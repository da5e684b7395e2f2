//! Schema and trigger synthesis.
//!
//! Every mirror becomes one table, created empty and then backfilled from
//! its source. Each source table gets three triggers (`insert_mm_<source>`,
//! `update_mm_<source>`, `delete_mm_<source>`) that fan writes out to all
//! of its mirrors.
//!
//! Whitelisted mirrors of a source share one `IF ... ELSEIF` chain, so a key
//! goes to the first whitelisted mirror (in registry order) whose patterns
//! match it. Backfill and update eviction apply the same first-claim rule so
//! a mirror's contents never depend on whether a row was written before or
//! after the commit. Unfiltered mirrors sit outside the chain and see every
//! row.

use serde::Serialize;

use metamirror_core::{
    CommittedRegistry, MirrorDefinition, MirrorError, MirrorId, validate_identifier,
};

const INDENT: &str = "  ";

#[derive(Debug, Clone, Copy, PartialEq, Eq, Serialize)]
#[serde(rename_all = "lowercase")]
pub enum TriggerEvent {
    Insert,
    Update,
    Delete,
}

impl TriggerEvent {
    pub const ALL: [TriggerEvent; 3] = [
        TriggerEvent::Insert,
        TriggerEvent::Update,
        TriggerEvent::Delete,
    ];

    pub fn as_str(&self) -> &'static str {
        match self {
            TriggerEvent::Insert => "insert",
            TriggerEvent::Update => "update",
            TriggerEvent::Delete => "delete",
        }
    }

    fn keyword(&self) -> &'static str {
        match self {
            TriggerEvent::Insert => "INSERT",
            TriggerEvent::Update => "UPDATE",
            TriggerEvent::Delete => "DELETE",
        }
    }

    /// The row image the trigger routes on.
    fn row(&self) -> &'static str {
        match self {
            TriggerEvent::Delete => "OLD",
            _ => "NEW",
        }
    }
}

/// `<event>_mm_<source_table>`
pub fn trigger_name(event: TriggerEvent, source_table: &str) -> String {
    format!("{}_mm_{}", event.as_str(), source_table)
}

/// Statements materializing one mirror table.
#[derive(Debug, Clone, PartialEq, Eq, Serialize)]
pub struct MirrorPlan {
    pub mirror: MirrorId,
    pub mirror_table: String,
    /// Source triggers, then the mirror table itself.
    pub drops: Vec<String>,
    pub create: String,
    pub backfill: String,
}

#[derive(Debug, Clone, PartialEq, Eq, Serialize)]
pub struct TriggerPlan {
    pub name: String,
    pub source_table: String,
    pub event: TriggerEvent,
    pub drop: String,
    pub create: String,
}

/// Everything a commit executes, in order.
#[derive(Debug, Clone, Default, PartialEq, Eq, Serialize)]
pub struct CommitPlan {
    pub mirrors: Vec<MirrorPlan>,
    pub triggers: Vec<TriggerPlan>,
}

impl CommitPlan {
    pub fn statements(&self) -> Vec<&str> {
        let mut statements = Vec::new();
        for mirror in &self.mirrors {
            statements.extend(mirror.drops.iter().map(String::as_str));
            statements.push(mirror.create.as_str());
            statements.push(mirror.backfill.as_str());
        }
        for trigger in &self.triggers {
            statements.push(trigger.drop.as_str());
            statements.push(trigger.create.as_str());
        }
        statements
    }
}

/// Turns a committed registry into DDL.
pub struct Synthesizer;

impl Synthesizer {
    pub fn plan(registry: &CommittedRegistry) -> Result<CommitPlan, MirrorError> {
        let mut plan = CommitPlan::default();

        for mirror in registry.iter() {
            let earlier = earlier_claims(registry, mirror);
            plan.mirrors.push(mirror_plan(mirror, &earlier)?);
        }

        for source in registry.source_tables() {
            let mirrors: Vec<&MirrorDefinition> = registry.mirrors_for(source).collect();
            for event in TriggerEvent::ALL {
                plan.triggers.push(trigger_plan(source, event, &mirrors)?);
            }
        }

        Ok(plan)
    }
}

/// Whitelisted mirrors of the same source registered before `mirror`.
fn earlier_claims<'a>(
    registry: &'a CommittedRegistry,
    mirror: &'a MirrorDefinition,
) -> Vec<&'a MirrorDefinition> {
    registry
        .mirrors_for(mirror.source_table())
        .take_while(|m| m.id() != mirror.id())
        .filter(|m| !m.is_unfiltered())
        .collect()
}

fn mirror_plan(
    mirror: &MirrorDefinition,
    earlier: &[&MirrorDefinition],
) -> Result<MirrorPlan, MirrorError> {
    let table = quote_ident(mirror.mirror_table())?;
    let source = quote_ident(mirror.source_table())?;
    let [id, object_id, key, value] = quoted_columns(mirror)?;

    let mut drops = Vec::with_capacity(TriggerEvent::ALL.len() + 1);
    for event in TriggerEvent::ALL {
        drops.push(drop_trigger(&trigger_name(event, mirror.source_table()))?);
    }
    drops.push(format!("DROP TABLE IF EXISTS {table}"));

    let create = format!(
        "CREATE TABLE {table} (\n\
         {INDENT}{id} BIGINT UNSIGNED NOT NULL,\n\
         {INDENT}{object_id} BIGINT UNSIGNED NOT NULL,\n\
         {INDENT}{key} VARCHAR(255),\n\
         {INDENT}{value} {value_type},\n\
         {INDENT}PRIMARY KEY ({id}),\n\
         {INDENT}KEY ({object_id}),\n\
         {INDENT}KEY ({key})\n\
         )",
        value_type = mirror.value_column_type(),
    );

    let columns = format!("{id}, {object_id}, {key}, {value}");
    let mut backfill = format!("INSERT INTO {table} ({columns}) SELECT {columns} FROM {source}");
    if let Some(condition) = claim_condition(mirror, earlier, None)? {
        backfill.push_str(" WHERE ");
        backfill.push_str(&condition);
    }

    Ok(MirrorPlan {
        mirror: mirror.id().clone(),
        mirror_table: mirror.mirror_table().to_string(),
        drops,
        create,
        backfill,
    })
}

fn trigger_plan(
    source_table: &str,
    event: TriggerEvent,
    mirrors: &[&MirrorDefinition],
) -> Result<TriggerPlan, MirrorError> {
    let name = trigger_name(event, source_table);
    let (whitelisted, unfiltered): (Vec<&MirrorDefinition>, Vec<&MirrorDefinition>) =
        mirrors.iter().copied().partition(|m| !m.is_unfiltered());

    let mut body = Vec::new();

    for (i, mirror) in whitelisted.iter().enumerate() {
        let keyword = if i == 0 { "IF" } else { "ELSEIF" };
        let condition = key_condition(mirror, Some(event.row()))?;
        body.push(format!("{INDENT}{keyword} {condition} THEN"));
        body.push(format!("{INDENT}{INDENT}{};", write_statement(mirror, event)?));
    }
    if !whitelisted.is_empty() {
        body.push(format!("{INDENT}END IF;"));
    }

    if event == TriggerEvent::Update {
        for (i, mirror) in whitelisted.iter().enumerate() {
            body.push(format!("{INDENT}{};", evict_statement(mirror, &whitelisted[..i])?));
        }
    }

    for mirror in &unfiltered {
        body.push(format!("{INDENT}{};", write_statement(mirror, event)?));
    }

    let create = format!(
        "CREATE TRIGGER {} AFTER {} ON {} FOR EACH ROW\nBEGIN\n{}\nEND",
        quote_ident(&name)?,
        event.keyword(),
        quote_ident(source_table)?,
        body.join("\n"),
    );

    Ok(TriggerPlan {
        drop: drop_trigger(&name)?,
        name,
        source_table: source_table.to_string(),
        event,
        create,
    })
}

/// The statement keeping `mirror` in step with one row event.
fn write_statement(mirror: &MirrorDefinition, event: TriggerEvent) -> Result<String, MirrorError> {
    let table = quote_ident(mirror.mirror_table())?;
    let [id, object_id, key, value] = quoted_columns(mirror)?;

    Ok(match event {
        TriggerEvent::Insert => format!(
            "INSERT INTO {table} ({id}, {object_id}, {key}, {value}) \
             VALUES (NEW.{id}, NEW.{object_id}, NEW.{key}, NEW.{value})"
        ),
        TriggerEvent::Update => format!(
            "INSERT INTO {table} ({id}, {object_id}, {key}, {value}) \
             VALUES (NEW.{id}, NEW.{object_id}, NEW.{key}, NEW.{value}) \
             ON DUPLICATE KEY UPDATE {object_id} = NEW.{object_id}, {key} = NEW.{key}, {value} = NEW.{value}"
        ),
        TriggerEvent::Delete => format!("DELETE FROM {table} WHERE {id} = OLD.{id}"),
    })
}

/// Removes a row whose new key no longer belongs to `mirror`. A NULL key
/// belongs to no mirror.
fn evict_statement(
    mirror: &MirrorDefinition,
    earlier: &[&MirrorDefinition],
) -> Result<String, MirrorError> {
    let table = quote_ident(mirror.mirror_table())?;
    let id = quote_ident(mirror.id_column())?;
    let condition = claim_condition(mirror, earlier, Some("NEW"))?
        .unwrap_or_else(|| "TRUE".to_string());
    Ok(format!(
        "DELETE FROM {table} WHERE {id} = OLD.{id} AND NOT COALESCE({condition}, FALSE)"
    ))
}

/// `key LIKE 'p1' OR key LIKE 'p2' ...` over the mirror's whitelist.
fn key_condition(mirror: &MirrorDefinition, row: Option<&str>) -> Result<String, MirrorError> {
    let key = match row {
        Some(row) => format!("{row}.{}", quote_ident(mirror.key_column())?),
        None => quote_ident(mirror.key_column())?,
    };
    Ok(mirror
        .whitelist()
        .iter()
        .map(|pattern| format!("{key} LIKE {}", quote_string(pattern)))
        .collect::<Vec<_>>()
        .join(" OR "))
}

/// Keys `mirror` owns: its own patterns minus those claimed earlier in the
/// chain. `None` for unfiltered mirrors.
fn claim_condition(
    mirror: &MirrorDefinition,
    earlier: &[&MirrorDefinition],
    row: Option<&str>,
) -> Result<Option<String>, MirrorError> {
    if mirror.is_unfiltered() {
        return Ok(None);
    }
    let own = key_condition(mirror, row)?;
    if earlier.is_empty() {
        return Ok(Some(own));
    }

    let mut claimed = Vec::with_capacity(earlier.len());
    for other in earlier {
        claimed.push(key_condition(other, row)?);
    }
    Ok(Some(format!("({own}) AND NOT ({})", claimed.join(" OR "))))
}

fn quoted_columns(mirror: &MirrorDefinition) -> Result<[String; 4], MirrorError> {
    let [id, object_id, key, value] = mirror.columns();
    Ok([
        quote_ident(id)?,
        quote_ident(object_id)?,
        quote_ident(key)?,
        quote_ident(value)?,
    ])
}

fn drop_trigger(name: &str) -> Result<String, MirrorError> {
    Ok(format!("DROP TRIGGER IF EXISTS {}", quote_ident(name)?))
}

/// Backtick-quote a validated identifier.
pub fn quote_ident(ident: &str) -> Result<String, MirrorError> {
    validate_identifier(ident)?;
    Ok(format!("`{ident}`"))
}

/// Single-quote a string, escaping backslashes and quotes.
pub fn quote_string(value: &str) -> String {
    format!("'{}'", value.replace('\\', "\\\\").replace('\'', "\\'"))
}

◆ ◆ ◆ ◆ ◆ ◆ ◆

> Problem requirements
Exactly as they appear, copy the lines of the listing above from the first through the one that contains "writes out to all", and nothing more.

> Answer to the exercise
repository da5e684b7395e2f2
//! Schema and trigger synthesis.
//!
//! Every mirror becomes one table, created empty and then backfilled from
//! its source. Each source table gets three triggers (`insert_mm_<source>`,
//! `update_mm_<source>`, `delete_mm_<source>`) that fan writes out to all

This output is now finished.